Data:
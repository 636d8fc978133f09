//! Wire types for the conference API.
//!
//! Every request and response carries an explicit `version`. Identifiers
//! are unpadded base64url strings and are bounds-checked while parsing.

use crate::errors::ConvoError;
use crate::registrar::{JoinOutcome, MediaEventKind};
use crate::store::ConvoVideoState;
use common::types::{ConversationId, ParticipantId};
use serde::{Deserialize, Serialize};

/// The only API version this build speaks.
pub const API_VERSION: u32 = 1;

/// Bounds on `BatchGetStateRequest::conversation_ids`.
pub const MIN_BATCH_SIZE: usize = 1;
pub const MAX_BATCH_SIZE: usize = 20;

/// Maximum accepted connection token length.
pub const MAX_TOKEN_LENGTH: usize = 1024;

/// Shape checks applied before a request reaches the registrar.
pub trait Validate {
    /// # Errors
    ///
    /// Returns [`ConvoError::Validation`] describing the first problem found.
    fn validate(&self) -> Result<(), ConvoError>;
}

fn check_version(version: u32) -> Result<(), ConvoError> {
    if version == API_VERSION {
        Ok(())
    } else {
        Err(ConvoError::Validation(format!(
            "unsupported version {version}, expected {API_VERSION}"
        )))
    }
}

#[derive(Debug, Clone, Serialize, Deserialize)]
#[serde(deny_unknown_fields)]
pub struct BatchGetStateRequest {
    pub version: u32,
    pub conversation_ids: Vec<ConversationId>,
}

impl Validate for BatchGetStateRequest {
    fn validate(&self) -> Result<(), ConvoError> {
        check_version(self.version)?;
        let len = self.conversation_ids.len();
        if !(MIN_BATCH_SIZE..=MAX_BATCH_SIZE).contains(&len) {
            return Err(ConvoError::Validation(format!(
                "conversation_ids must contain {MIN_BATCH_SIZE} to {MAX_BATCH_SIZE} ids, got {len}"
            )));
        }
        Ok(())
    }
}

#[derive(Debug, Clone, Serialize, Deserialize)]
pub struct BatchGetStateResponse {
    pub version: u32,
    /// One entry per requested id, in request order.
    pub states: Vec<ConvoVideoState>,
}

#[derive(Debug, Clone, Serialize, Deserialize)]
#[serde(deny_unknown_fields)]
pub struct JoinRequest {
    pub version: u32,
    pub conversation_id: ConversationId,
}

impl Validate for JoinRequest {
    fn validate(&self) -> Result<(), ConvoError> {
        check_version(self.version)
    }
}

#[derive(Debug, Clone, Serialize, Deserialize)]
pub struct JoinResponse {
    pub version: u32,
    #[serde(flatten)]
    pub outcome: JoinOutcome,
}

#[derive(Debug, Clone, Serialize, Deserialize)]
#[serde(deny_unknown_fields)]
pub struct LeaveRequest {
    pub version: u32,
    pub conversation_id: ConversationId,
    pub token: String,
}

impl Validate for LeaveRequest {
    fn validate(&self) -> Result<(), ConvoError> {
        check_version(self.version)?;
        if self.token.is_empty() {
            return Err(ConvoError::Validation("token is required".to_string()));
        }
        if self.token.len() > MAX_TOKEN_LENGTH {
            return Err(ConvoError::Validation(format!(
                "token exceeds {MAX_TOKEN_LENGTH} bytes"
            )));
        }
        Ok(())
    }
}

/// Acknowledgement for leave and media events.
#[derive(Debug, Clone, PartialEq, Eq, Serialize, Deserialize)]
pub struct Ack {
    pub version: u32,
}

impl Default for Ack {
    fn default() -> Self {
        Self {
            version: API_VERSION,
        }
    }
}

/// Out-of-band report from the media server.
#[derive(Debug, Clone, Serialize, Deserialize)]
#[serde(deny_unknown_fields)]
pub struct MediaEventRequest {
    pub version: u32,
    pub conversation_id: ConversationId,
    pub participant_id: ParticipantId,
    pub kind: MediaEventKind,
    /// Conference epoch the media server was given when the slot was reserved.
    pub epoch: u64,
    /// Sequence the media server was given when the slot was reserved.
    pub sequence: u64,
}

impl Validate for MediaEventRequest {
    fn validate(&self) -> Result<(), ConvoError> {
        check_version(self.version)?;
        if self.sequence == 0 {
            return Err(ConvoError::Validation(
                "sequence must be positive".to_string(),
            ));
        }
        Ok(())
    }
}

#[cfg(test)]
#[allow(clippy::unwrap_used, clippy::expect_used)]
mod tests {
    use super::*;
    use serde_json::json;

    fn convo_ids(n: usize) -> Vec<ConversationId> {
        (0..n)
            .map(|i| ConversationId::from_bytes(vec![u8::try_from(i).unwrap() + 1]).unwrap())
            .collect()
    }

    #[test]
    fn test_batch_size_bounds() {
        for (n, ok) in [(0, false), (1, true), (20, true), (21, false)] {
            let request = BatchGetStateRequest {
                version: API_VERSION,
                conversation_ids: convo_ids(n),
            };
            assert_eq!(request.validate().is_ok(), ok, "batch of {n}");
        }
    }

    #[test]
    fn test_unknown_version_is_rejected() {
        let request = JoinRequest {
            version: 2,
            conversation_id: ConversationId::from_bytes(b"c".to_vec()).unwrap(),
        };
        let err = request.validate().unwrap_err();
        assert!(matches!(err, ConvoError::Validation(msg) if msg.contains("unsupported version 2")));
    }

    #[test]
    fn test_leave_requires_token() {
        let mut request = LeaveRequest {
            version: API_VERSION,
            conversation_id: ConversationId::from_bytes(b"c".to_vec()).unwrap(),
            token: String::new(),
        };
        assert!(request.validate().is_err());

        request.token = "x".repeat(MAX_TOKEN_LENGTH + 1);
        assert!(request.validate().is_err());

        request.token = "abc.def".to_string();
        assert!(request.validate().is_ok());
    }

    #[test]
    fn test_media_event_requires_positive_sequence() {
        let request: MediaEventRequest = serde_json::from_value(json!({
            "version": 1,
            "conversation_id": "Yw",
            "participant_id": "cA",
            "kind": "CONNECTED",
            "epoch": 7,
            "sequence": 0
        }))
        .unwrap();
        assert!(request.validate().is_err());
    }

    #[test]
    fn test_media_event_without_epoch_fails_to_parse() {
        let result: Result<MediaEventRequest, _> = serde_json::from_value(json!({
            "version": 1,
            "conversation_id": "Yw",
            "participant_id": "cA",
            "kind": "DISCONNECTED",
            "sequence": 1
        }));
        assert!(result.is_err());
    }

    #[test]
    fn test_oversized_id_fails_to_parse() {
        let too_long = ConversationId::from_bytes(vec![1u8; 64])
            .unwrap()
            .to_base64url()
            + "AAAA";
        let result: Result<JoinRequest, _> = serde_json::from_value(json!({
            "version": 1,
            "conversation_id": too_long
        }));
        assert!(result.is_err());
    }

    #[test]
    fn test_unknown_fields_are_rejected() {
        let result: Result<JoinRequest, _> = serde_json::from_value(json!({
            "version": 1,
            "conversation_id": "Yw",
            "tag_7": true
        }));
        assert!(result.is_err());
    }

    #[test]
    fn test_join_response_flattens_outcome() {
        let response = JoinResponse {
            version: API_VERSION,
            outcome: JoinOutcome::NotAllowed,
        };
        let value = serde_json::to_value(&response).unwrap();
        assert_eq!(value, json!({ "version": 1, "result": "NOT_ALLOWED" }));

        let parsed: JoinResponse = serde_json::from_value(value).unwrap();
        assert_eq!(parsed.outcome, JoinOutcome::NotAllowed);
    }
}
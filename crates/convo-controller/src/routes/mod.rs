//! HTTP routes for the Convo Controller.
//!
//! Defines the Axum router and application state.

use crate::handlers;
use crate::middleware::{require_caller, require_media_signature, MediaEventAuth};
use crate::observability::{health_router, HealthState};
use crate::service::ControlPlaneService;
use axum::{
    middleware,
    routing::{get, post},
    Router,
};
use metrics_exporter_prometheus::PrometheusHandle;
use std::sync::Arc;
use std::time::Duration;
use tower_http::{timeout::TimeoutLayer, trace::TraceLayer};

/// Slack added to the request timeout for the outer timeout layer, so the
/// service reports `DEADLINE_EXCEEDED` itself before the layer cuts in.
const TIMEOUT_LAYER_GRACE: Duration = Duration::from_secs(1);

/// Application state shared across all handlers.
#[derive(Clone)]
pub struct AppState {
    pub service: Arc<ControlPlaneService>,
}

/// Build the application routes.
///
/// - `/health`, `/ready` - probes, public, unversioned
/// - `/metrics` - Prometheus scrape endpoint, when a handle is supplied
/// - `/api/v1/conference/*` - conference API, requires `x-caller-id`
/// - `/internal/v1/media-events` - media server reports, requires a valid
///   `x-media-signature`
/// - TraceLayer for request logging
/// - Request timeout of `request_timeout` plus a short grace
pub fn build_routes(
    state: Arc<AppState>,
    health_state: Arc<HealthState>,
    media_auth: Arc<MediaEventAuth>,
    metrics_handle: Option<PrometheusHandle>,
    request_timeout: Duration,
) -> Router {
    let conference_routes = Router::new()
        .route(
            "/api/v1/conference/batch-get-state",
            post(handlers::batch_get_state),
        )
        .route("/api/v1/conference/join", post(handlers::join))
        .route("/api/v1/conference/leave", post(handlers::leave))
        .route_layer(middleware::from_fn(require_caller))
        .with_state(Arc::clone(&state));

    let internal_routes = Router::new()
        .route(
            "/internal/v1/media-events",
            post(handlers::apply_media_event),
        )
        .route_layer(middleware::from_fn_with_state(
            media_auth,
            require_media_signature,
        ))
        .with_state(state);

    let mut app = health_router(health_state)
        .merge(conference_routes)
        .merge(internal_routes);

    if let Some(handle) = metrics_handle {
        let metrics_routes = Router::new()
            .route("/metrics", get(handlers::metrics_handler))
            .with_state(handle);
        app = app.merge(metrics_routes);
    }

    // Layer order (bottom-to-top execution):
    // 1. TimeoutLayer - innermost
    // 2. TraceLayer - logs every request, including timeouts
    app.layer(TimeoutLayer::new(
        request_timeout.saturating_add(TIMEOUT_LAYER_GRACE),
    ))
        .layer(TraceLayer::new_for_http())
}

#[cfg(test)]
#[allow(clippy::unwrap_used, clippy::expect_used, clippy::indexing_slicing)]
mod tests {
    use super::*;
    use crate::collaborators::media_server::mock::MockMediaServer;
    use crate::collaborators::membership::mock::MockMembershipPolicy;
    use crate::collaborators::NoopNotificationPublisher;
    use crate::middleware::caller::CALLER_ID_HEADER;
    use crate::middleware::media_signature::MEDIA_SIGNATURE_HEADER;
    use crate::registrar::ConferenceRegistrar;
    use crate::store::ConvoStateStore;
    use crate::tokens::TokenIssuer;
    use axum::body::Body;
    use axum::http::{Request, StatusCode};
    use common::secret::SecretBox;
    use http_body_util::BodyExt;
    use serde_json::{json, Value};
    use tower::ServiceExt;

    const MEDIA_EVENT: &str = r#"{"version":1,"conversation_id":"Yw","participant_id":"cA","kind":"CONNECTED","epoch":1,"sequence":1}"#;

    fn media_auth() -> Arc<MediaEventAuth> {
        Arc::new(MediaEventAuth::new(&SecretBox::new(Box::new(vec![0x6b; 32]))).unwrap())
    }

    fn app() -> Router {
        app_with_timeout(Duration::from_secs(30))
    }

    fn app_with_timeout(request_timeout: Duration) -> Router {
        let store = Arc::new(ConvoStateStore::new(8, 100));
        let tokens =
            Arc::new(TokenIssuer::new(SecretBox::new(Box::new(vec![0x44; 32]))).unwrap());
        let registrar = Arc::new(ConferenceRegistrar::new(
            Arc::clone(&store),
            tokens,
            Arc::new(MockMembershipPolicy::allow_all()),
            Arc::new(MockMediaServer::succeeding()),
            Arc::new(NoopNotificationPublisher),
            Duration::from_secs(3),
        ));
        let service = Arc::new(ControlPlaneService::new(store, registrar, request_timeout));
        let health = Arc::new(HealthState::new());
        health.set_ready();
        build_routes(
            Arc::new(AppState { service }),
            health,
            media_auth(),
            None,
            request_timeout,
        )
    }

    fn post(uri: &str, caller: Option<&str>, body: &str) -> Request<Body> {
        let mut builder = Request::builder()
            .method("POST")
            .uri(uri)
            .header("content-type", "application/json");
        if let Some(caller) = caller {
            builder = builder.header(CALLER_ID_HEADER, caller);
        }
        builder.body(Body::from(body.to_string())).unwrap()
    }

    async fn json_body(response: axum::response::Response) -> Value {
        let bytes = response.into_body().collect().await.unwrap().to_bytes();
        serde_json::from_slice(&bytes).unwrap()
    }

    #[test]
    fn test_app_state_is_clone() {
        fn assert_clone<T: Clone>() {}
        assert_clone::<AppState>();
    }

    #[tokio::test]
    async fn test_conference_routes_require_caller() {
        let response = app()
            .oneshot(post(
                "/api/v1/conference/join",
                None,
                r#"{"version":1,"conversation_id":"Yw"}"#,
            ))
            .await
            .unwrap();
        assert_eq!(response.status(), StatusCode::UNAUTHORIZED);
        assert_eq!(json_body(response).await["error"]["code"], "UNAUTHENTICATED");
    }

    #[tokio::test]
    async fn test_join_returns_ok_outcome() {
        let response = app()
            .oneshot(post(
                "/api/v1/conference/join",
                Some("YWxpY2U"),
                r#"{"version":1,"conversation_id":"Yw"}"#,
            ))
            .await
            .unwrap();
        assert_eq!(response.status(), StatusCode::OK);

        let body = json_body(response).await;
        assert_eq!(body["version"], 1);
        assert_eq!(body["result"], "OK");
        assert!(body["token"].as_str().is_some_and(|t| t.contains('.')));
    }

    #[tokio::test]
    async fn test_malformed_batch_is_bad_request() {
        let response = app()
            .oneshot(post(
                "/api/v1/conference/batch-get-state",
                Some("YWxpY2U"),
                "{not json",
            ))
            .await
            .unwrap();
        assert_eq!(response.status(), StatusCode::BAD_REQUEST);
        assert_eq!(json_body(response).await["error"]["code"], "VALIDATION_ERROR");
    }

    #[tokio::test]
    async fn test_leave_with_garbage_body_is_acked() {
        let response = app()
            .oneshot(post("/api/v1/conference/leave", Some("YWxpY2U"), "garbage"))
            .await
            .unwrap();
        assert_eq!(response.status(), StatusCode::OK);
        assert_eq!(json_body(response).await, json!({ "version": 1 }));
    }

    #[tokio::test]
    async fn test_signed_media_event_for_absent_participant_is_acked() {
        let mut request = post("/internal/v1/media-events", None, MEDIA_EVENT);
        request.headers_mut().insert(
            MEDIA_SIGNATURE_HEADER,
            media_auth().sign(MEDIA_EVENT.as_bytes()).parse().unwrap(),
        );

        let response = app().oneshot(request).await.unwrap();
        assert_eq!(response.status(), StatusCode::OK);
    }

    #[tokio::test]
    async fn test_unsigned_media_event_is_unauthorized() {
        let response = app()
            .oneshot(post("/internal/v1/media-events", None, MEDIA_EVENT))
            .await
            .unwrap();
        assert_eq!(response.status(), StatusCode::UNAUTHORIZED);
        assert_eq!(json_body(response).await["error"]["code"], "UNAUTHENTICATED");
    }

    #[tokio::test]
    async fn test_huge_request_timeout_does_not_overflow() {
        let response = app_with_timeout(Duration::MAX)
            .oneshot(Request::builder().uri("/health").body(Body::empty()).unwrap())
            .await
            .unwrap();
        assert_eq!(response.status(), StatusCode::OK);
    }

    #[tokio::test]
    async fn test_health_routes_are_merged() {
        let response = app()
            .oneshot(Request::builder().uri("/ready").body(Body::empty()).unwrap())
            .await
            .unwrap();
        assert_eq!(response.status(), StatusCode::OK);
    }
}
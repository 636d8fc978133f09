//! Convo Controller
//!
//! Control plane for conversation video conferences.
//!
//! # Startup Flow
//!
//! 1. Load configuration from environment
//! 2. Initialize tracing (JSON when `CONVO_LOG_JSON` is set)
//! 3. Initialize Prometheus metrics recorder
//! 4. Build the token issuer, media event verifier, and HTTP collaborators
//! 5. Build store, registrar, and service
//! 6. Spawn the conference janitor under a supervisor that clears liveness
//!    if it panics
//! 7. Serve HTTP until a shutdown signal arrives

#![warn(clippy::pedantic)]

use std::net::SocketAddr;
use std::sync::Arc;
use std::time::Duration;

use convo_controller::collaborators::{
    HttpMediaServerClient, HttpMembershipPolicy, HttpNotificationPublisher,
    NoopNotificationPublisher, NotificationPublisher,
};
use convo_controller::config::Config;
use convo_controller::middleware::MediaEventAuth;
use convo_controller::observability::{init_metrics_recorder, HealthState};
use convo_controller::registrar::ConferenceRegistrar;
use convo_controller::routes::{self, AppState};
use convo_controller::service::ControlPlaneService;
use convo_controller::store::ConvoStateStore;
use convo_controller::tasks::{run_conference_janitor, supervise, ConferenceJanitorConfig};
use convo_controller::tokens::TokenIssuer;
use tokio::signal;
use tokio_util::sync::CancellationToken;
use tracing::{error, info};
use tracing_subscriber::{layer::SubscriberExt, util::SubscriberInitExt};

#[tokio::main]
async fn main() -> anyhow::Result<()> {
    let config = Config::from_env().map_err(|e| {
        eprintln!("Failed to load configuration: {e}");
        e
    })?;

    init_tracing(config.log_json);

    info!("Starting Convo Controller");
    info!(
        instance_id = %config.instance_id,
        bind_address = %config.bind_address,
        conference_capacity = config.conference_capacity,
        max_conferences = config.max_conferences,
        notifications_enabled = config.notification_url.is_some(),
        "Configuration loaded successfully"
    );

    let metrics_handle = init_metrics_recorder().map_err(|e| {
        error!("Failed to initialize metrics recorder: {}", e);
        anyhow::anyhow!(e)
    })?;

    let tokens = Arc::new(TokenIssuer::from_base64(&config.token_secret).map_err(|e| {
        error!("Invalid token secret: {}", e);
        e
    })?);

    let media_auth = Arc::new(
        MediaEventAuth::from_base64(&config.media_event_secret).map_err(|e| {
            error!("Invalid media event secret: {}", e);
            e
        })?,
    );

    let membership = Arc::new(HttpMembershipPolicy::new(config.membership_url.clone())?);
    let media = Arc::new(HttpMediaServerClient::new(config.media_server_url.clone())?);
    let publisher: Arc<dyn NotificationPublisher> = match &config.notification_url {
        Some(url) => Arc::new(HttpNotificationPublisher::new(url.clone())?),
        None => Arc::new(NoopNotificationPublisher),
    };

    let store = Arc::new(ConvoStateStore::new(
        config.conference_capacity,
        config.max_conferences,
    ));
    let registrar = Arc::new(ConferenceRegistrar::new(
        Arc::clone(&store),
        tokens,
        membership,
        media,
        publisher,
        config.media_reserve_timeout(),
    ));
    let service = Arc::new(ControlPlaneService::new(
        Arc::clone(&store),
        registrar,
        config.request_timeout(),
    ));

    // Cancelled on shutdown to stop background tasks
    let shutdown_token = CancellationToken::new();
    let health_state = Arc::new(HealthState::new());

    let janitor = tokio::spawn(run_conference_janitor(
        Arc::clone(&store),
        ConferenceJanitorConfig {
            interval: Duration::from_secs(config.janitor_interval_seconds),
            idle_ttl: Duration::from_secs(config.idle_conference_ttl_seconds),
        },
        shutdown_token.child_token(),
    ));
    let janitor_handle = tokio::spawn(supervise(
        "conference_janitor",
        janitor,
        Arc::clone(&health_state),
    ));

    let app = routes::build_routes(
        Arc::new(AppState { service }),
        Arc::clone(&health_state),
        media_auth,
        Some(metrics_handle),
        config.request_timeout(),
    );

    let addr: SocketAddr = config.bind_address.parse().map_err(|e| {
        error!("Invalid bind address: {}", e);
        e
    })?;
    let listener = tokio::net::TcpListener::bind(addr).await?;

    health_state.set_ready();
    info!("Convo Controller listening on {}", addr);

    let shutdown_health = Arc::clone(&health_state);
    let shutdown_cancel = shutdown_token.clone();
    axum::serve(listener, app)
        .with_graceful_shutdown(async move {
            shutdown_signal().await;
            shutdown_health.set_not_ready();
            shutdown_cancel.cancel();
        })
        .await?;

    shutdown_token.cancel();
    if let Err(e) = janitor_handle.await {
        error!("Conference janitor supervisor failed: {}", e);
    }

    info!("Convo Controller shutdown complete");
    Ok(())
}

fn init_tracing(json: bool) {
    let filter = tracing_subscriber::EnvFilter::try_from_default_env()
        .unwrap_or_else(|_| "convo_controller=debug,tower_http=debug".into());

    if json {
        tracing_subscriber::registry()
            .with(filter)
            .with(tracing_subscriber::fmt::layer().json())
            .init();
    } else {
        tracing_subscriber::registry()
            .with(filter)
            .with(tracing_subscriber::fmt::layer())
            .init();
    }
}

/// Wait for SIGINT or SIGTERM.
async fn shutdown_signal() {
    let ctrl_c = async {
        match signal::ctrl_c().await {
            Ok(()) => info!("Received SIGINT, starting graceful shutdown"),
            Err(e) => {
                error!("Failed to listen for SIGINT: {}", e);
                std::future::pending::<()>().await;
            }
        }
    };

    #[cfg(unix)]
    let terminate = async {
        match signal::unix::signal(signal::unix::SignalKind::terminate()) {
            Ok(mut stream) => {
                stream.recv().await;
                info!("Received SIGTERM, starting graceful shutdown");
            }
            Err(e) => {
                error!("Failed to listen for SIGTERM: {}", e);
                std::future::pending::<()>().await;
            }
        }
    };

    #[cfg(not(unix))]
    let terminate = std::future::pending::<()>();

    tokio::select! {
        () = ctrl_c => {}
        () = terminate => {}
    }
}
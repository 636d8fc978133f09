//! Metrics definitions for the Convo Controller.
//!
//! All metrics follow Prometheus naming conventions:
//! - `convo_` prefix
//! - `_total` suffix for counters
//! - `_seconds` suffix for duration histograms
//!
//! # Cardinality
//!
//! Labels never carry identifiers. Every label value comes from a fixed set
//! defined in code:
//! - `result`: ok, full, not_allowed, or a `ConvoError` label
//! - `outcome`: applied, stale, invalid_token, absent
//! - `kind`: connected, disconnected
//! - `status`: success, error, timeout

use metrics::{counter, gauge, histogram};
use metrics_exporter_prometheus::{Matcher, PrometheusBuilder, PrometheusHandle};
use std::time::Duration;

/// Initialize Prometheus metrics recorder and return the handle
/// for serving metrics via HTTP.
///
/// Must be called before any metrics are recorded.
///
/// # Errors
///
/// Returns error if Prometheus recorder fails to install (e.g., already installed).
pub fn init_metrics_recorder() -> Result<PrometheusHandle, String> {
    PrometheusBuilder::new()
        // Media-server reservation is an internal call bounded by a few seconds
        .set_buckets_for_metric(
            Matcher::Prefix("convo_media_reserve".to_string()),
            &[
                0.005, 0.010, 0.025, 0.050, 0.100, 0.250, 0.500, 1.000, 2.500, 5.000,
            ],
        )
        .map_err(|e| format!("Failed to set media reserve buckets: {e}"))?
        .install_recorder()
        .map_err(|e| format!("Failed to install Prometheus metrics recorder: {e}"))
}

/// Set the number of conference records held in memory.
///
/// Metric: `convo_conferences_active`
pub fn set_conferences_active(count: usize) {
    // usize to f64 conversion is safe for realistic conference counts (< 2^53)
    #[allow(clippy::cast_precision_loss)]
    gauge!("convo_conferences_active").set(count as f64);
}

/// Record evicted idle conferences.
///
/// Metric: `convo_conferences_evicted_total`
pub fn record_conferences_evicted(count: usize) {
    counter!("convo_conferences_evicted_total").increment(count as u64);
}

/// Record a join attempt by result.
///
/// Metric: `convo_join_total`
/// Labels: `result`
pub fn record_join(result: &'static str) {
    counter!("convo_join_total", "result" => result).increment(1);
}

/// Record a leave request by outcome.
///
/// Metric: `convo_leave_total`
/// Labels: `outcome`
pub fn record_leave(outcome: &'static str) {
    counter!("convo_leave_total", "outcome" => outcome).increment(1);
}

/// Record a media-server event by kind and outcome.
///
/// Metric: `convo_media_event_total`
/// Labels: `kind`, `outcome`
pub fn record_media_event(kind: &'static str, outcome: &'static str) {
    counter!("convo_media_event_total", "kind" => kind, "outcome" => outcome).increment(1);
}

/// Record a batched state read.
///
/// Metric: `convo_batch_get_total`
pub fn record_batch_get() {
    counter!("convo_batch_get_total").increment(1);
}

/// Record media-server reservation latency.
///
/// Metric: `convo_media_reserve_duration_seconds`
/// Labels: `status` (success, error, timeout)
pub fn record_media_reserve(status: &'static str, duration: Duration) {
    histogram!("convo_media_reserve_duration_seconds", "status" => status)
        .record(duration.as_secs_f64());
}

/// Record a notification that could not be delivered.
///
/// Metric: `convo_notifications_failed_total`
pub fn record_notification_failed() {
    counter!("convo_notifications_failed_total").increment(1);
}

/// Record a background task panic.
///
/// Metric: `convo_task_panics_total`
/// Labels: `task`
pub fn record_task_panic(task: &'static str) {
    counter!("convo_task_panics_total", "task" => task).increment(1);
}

Task to carry out:
From the records above, retype only the lines starting at the line that contains "#[cfg(not(unix))]" and ending at the line that contains "full, not_allowed, or", both included.

Result:
    #[cfg(not(unix))]
    let terminate = std::future::pending::<()>();

    tokio::select! {
        () = ctrl_c => {}
        () = terminate => {}
    }
}
repository 636d8fc978133f09
//! Metrics definitions for the Convo Controller.
//!
//! All metrics follow Prometheus naming conventions:
//! - `convo_` prefix
//! - `_total` suffix for counters
//! - `_seconds` suffix for duration histograms
//!
//! # Cardinality
//!
//! Labels never carry identifiers. Every label value comes from a fixed set
//! defined in code:
//! - `result`: ok, full, not_allowed, or a `ConvoError` label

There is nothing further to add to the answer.